----- GIVEN RECORDS

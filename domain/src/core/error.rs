//! Domain error types

use thiserror::Error;

/// Domain-level errors
#[derive(Error, Debug)]
pub enum DomainError {
    #[error("No members configured for the council")]
    NoMembers,

    #[error("No elites configured for the council")]
    NoElites,

    #[error("Missing required field: prompt")]
    EmptyPrompt,

    #[error("Final selection requires at least one discussion entry")]
    NoCandidates,

    #[error("Invalid status transition: {from} -> {to}")]
    InvalidTransition { from: String, to: String },
}

impl DomainError {
    /// Build an [`DomainError::InvalidTransition`] from the two statuses involved.
    pub fn invalid_transition(from: impl Into<String>, to: impl Into<String>) -> Self {
        DomainError::InvalidTransition {
            from: from.into(),
            to: to.into(),
        }
    }
}
//! Ollama backend adapter

pub mod gateway;
pub mod types;

pub use gateway::{DEFAULT_BASE_URL, DEFAULT_TIMEOUT_SECS, OllamaGateway};
//! Memory threshold configuration from TOML (`[memory]` section)
//!
//! All values are mebibytes. Warning thresholds log; critical
//! thresholds make the resource guard report out-of-bounds.
//!
//! Example configuration:
//!
//! ```toml
//! [memory]
//! heap_warning_mb = 400
//! heap_critical_mb = 700
//! resident_warning_mb = 500
//! resident_critical_mb = 900
//! ```

use serde::{Deserialize, Serialize};

use council_application::MemoryThresholds;

const MIB: u64 = 1024 * 1024;

/// Resource guard thresholds
#[derive(Debug, Clone, PartialEq, Serialize, Deserialize)]
#[serde(default)]
pub struct FileMemoryConfig {
    pub heap_warning_mb: u64,
    pub heap_critical_mb: u64,
    pub resident_warning_mb: u64,
    pub resident_critical_mb: u64,
}

impl Default for FileMemoryConfig {
    fn default() -> Self {
        Self {
            heap_warning_mb: 400,
            heap_critical_mb: 700,
            resident_warning_mb: 500,
            resident_critical_mb: 900,
        }
    }
}

impl FileMemoryConfig {
    pub fn to_thresholds(&self) -> MemoryThresholds {
        MemoryThresholds::default()
            .with_heap_warning_bytes(self.heap_warning_mb * MIB)
            .with_heap_critical_bytes(self.heap_critical_mb * MIB)
            .with_resident_warning_bytes(self.resident_warning_mb * MIB)
            .with_resident_critical_bytes(self.resident_critical_mb * MIB)
    }
}
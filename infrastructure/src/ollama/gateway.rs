//! Ollama generation gateway
//!
//! Implements [`GenerationGateway`] over the Ollama HTTP API. Every
//! discussion turn and every ballot is one non-streaming `/api/generate`
//! call; the remaining endpoints are used once at startup to provision
//! the roster's persona models.
//!
//! Local models can take minutes on a single response, so the HTTP
//! client carries a deliberately long timeout.

use std::time::Duration;

use async_trait::async_trait;
use tracing::{debug, info};

use council_application::ports::generation::{GenerationError, GenerationGateway};

use super::types::{
    CreateRequest, GenerateRequest, GenerateResponse, PullRequest, StatusResponse, TagsResponse,
};

/// Default Ollama endpoint for a local install.
pub const DEFAULT_BASE_URL: &str = "http://localhost:11434";

/// Default per-request timeout. Generation on CPU-bound hosts is slow.
pub const DEFAULT_TIMEOUT_SECS: u64 = 600;

/// Port assumed when the configured address names none.
const DEFAULT_PORT: u16 = 11434;

/// Normalize a configured server address.
///
/// Accepts `host`, `host:port`, or a full URL; a missing scheme becomes
/// `http://` and a missing port becomes the Ollama default. An explicit
/// `:80` or `:443` is a choice, not an omission, and is left alone.
fn normalize_base_url(raw: &str) -> Result<String, GenerationError> {
    let trimmed = raw.trim().trim_end_matches('/');
    let with_scheme = if trimmed.starts_with("http://") || trimmed.starts_with("https://") {
        trimmed.to_string()
    } else {
        format!("http://{}", trimmed)
    };

    let mut url = reqwest::Url::parse(&with_scheme).map_err(|e| {
        GenerationError::ConnectionError(format!("Invalid base URL '{}': {}", raw, e))
    })?;
    let explicit_default_port = trimmed.ends_with(":80") || trimmed.ends_with(":443");
    if url.port().is_none() && !explicit_default_port {
        url.set_port(Some(DEFAULT_PORT)).map_err(|_| {
            GenerationError::ConnectionError(format!("Cannot set a port on '{}'", raw))
        })?;
    }

    Ok(url.to_string().trim_end_matches('/').to_string())
}

/// [`GenerationGateway`] backed by an Ollama server.
#[derive(Debug)]
pub struct OllamaGateway {
    client: reqwest::Client,
    base_url: String,
}

impl OllamaGateway {
    /// Build a gateway for the server at `base_url`. Bare `host` and
    /// `host:port` forms are accepted; a missing scheme defaults to
    /// `http://` and a missing port to the Ollama default.
    pub fn new(base_url: impl Into<String>, timeout: Duration) -> Result<Self, GenerationError> {
        let client = reqwest::Client::builder()
            .timeout(timeout)
            .build()
            .map_err(|e| {
                GenerationError::ConnectionError(format!("Failed to build HTTP client: {}", e))
            })?;
        Ok(Self {
            client,
            base_url: normalize_base_url(&base_url.into())?,
        })
    }

    fn endpoint(&self, path: &str) -> String {
        format!("{}/api/{}", self.base_url, path)
    }

    async fn post_json<B: serde::Serialize>(
        &self,
        path: &str,
        body: &B,
    ) -> Result<reqwest::Response, GenerationError> {
        let response = self
            .client
            .post(self.endpoint(path))
            .json(body)
            .send()
            .await
            .map_err(|e| classify_send_error(path, &e))?;
        check_http_status(path, &response)?;
        Ok(response)
    }
}

/// Map a reqwest send error onto the gateway error taxonomy.
fn classify_send_error(path: &str, err: &reqwest::Error) -> GenerationError {
    if err.is_connect() || err.is_timeout() {
        GenerationError::ConnectionError(format!("{}: {}", path, err))
    } else {
        GenerationError::RequestFailed(format!("{}: {}", path, err))
    }
}

fn check_http_status(path: &str, response: &reqwest::Response) -> Result<(), GenerationError> {
    let status = response.status();
    if status.is_success() {
        Ok(())
    } else {
        Err(GenerationError::RequestFailed(format!(
            "{} returned HTTP {} {}",
            path,
            status.as_u16(),
            status.canonical_reason().unwrap_or("Unknown")
        )))
    }
}

#[async_trait]
impl GenerationGateway for OllamaGateway {
    async fn generate(&self, model: &str, prompt: &str) -> Result<String, GenerationError> {
        debug!(model, prompt_len = prompt.len(), "Sending generate request");
        let request = GenerateRequest::new(model, prompt);
        let response = self.post_json("generate", &request).await?;
        let body: GenerateResponse = response
            .json()
            .await
            .map_err(|e| GenerationError::MalformedResponse(format!("generate: {}", e)))?;
        debug!(
            model,
            response_len = body.response.len(),
            "Generate request completed"
        );
        Ok(body.response)
    }

    async fn available_models(&self) -> Result<Vec<String>, GenerationError> {
        let response = self
            .client
            .get(self.endpoint("tags"))
            .send()
            .await
            .map_err(|e| classify_send_error("tags", &e))?;
        check_http_status("tags", &response)?;
        let body: TagsResponse = response
            .json()
            .await
            .map_err(|e| GenerationError::MalformedResponse(format!("tags: {}", e)))?;
        Ok(body.models.into_iter().map(|m| m.name).collect())
    }

    async fn pull_model(&self, model: &str) -> Result<(), GenerationError> {
        info!(model, "Pulling base model");
        let request = PullRequest::new(model);
        let response = self.post_json("pull", &request).await?;
        let body: StatusResponse = response
            .json()
            .await
            .map_err(|e| GenerationError::MalformedResponse(format!("pull: {}", e)))?;
        debug!(model, status = %body.status, "Pull completed");
        Ok(())
    }

    async fn create_persona_model(
        &self,
        name: &str,
        base: &str,
        system: &str,
    ) -> Result<(), GenerationError> {
        info!(name, base, "Creating persona model");
        let request = CreateRequest::new(name, base, system);
        let response = self.post_json("create", &request).await?;
        let body: StatusResponse = response
            .json()
            .await
            .map_err(|e| GenerationError::MalformedResponse(format!("create: {}", e)))?;
        if !body.is_success() {
            return Err(GenerationError::ProvisioningFailed {
                model: name.to_string(),
                reason: format!("create returned status '{}'", body.status),
            });
        }
        Ok(())
    }
}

----------

PROBLEM DETAILS:
Output each line of the records above exactly, beginning at the first, and stop once the line containing "pub fn invalid_transition(from: impl" has been output.

TASK RESULT:
filename domain/src/core/error.rs
//! Domain error types

use thiserror::Error;

/// Domain-level errors
#[derive(Error, Debug)]
pub enum DomainError {
    #[error("No members configured for the council")]
    NoMembers,

    #[error("No elites configured for the council")]
    NoElites,

    #[error("Missing required field: prompt")]
    EmptyPrompt,

    #[error("Final selection requires at least one discussion entry")]
    NoCandidates,

    #[error("Invalid status transition: {from} -> {to}")]
    InvalidTransition { from: String, to: String },
}

impl DomainError {
    /// Build an [`DomainError::InvalidTransition`] from the two statuses involved.
    pub fn invalid_transition(from: impl Into<String>, to: impl Into<String>) -> Self {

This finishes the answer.